(Exercise data begins)
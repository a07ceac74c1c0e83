use anyhow::Context;
use mongodb::bson::{doc, Document};
use mongodb::options::IndexOptions;
use mongodb::{Client as MongoClient, Database, IndexModel};
use redis::aio::ConnectionManager;

use crate::config::Config;
use crate::error::{EngineError, EngineResult};
use crate::models::ModuleRecord;
use crate::registry::ContentRegistry;

pub struct AppState {
    pub config: Config,
    pub mongo: Database,
    pub redis: ConnectionManager,
    pub registry: ContentRegistry,
}

impl AppState {
    pub async fn new(
        config: Config,
        mongo_client: MongoClient,
        redis_client: redis::Client,
    ) -> anyhow::Result<Self> {
        let mongo = mongo_client.database(&config.mongo_database);

        tracing::info!("Attempting to connect to Redis...");

        let redis = tokio::time::timeout(
            std::time::Duration::from_secs(30),
            ConnectionManager::new(redis_client),
        )
        .await
        .map_err(|_| anyhow::anyhow!("Redis connection timeout after 30s"))??;

        // Test connection
        let mut conn = redis.clone();
        tokio::time::timeout(
            std::time::Duration::from_secs(5),
            redis::cmd("PING").query_async::<String>(&mut conn),
        )
        .await
        .map_err(|_| anyhow::anyhow!("Redis PING timeout after 5s"))??;

        tracing::info!("Redis connection established successfully");

        ensure_indexes(&mongo).await?;

        let registry = ContentRegistry::mongo_defaults(&mongo);

        Ok(Self {
            config,
            mongo,
            redis,
            registry,
        })
    }
}

/// The uniqueness constraints are load-bearing for correctness (concurrent
/// upserts serialize on them), so they live in the storage layer, not just in
/// application logic.
pub async fn ensure_indexes(mongo: &Database) -> anyhow::Result<()> {
    unique_index(
        mongo,
        "view_records",
        doc! { "user_id": 1, "kind": 1, "item_id": 1 },
    )
    .await?;
    unique_index(mongo, "module_progress", doc! { "user_id": 1, "module_id": 1 }).await?;
    unique_index(
        mongo,
        "daily_time_logs",
        doc! { "user_id": 1, "date": 1, "module_id": 1 },
    )
    .await?;
    Ok(())
}

async fn unique_index(mongo: &Database, collection: &str, keys: Document) -> anyhow::Result<()> {
    let index = IndexModel::builder()
        .keys(keys)
        .options(IndexOptions::builder().unique(true).build())
        .build();
    mongo
        .collection::<Document>(collection)
        .create_index(index)
        .await
        .with_context(|| format!("Failed to create unique index on {}", collection))?;
    Ok(())
}

/// Module existence gate shared by every operation that takes a module id.
/// Fails with `NotFound` before any mutation happens.
pub(crate) async fn ensure_module_exists(mongo: &Database, module_id: &str) -> EngineResult<()> {
    let modules = mongo.collection::<ModuleRecord>("modules");
    modules
        .find_one(doc! { "_id": module_id })
        .await?
        .map(|_| ())
        .ok_or_else(|| EngineError::not_found(format!("Module {} not found", module_id)))
}

pub mod engagement_service;
pub mod interaction_service;
pub mod progress_service;
pub mod view_service;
(Exercise data ends)
[Aim of the task]:
Write the entries again, exactly as they stand.

[Solution below]:
repository a07ceac74c1c0e83
use anyhow::Context;
use mongodb::bson::{doc, Document};
use mongodb::options::IndexOptions;
use mongodb::{Client as MongoClient, Database, IndexModel};
use redis::aio::ConnectionManager;

use crate::config::Config;
use crate::error::{EngineError, EngineResult};
use crate::models::ModuleRecord;
use crate::registry::ContentRegistry;

pub struct AppState {
    pub config: Config,
    pub mongo: Database,
    pub redis: ConnectionManager,
    pub registry: ContentRegistry,
}

impl AppState {
    pub async fn new(
        config: Config,
        mongo_client: MongoClient,
        redis_client: redis::Client,
    ) -> anyhow::Result<Self> {
        let mongo = mongo_client.database(&config.mongo_database);

        tracing::info!("Attempting to connect to Redis...");

        let redis = tokio::time::timeout(
            std::time::Duration::from_secs(30),
            ConnectionManager::new(redis_client),
        )
        .await
        .map_err(|_| anyhow::anyhow!("Redis connection timeout after 30s"))??;

        // Test connection
        let mut conn = redis.clone();
        tokio::time::timeout(
            std::time::Duration::from_secs(5),
            redis::cmd("PING").query_async::<String>(&mut conn),
        )
        .await
        .map_err(|_| anyhow::anyhow!("Redis PING timeout after 5s"))??;

        tracing::info!("Redis connection established successfully");

        ensure_indexes(&mongo).await?;

        let registry = ContentRegistry::mongo_defaults(&mongo);

        Ok(Self {
            config,
            mongo,
            redis,
            registry,
        })
    }
}

/// The uniqueness constraints are load-bearing for correctness (concurrent
/// upserts serialize on them), so they live in the storage layer, not just in
/// application logic.
pub async fn ensure_indexes(mongo: &Database) -> anyhow::Result<()> {
    unique_index(
        mongo,
        "view_records",
        doc! { "user_id": 1, "kind": 1, "item_id": 1 },
    )
    .await?;
    unique_index(mongo, "module_progress", doc! { "user_id": 1, "module_id": 1 }).await?;
    unique_index(
        mongo,
        "daily_time_logs",
        doc! { "user_id": 1, "date": 1, "module_id": 1 },
    )
    .await?;
    Ok(())
}

async fn unique_index(mongo: &Database, collection: &str, keys: Document) -> anyhow::Result<()> {
    let index = IndexModel::builder()
        .keys(keys)
        .options(IndexOptions::builder().unique(true).build())
        .build();
    mongo
        .collection::<Document>(collection)
        .create_index(index)
        .await
        .with_context(|| format!("Failed to create unique index on {}", collection))?;
    Ok(())
}

/// Module existence gate shared by every operation that takes a module id.
/// Fails with `NotFound` before any mutation happens.
pub(crate) async fn ensure_module_exists(mongo: &Database, module_id: &str) -> EngineResult<()> {
    let modules = mongo.collection::<ModuleRecord>("modules");
    modules
        .find_one(doc! { "_id": module_id })
        .await?
        .map(|_| ())
        .ok_or_else(|| EngineError::not_found(format!("Module {} not found", module_id)))
}

pub mod engagement_service;
pub mod interaction_service;
pub mod progress_service;
pub mod view_service;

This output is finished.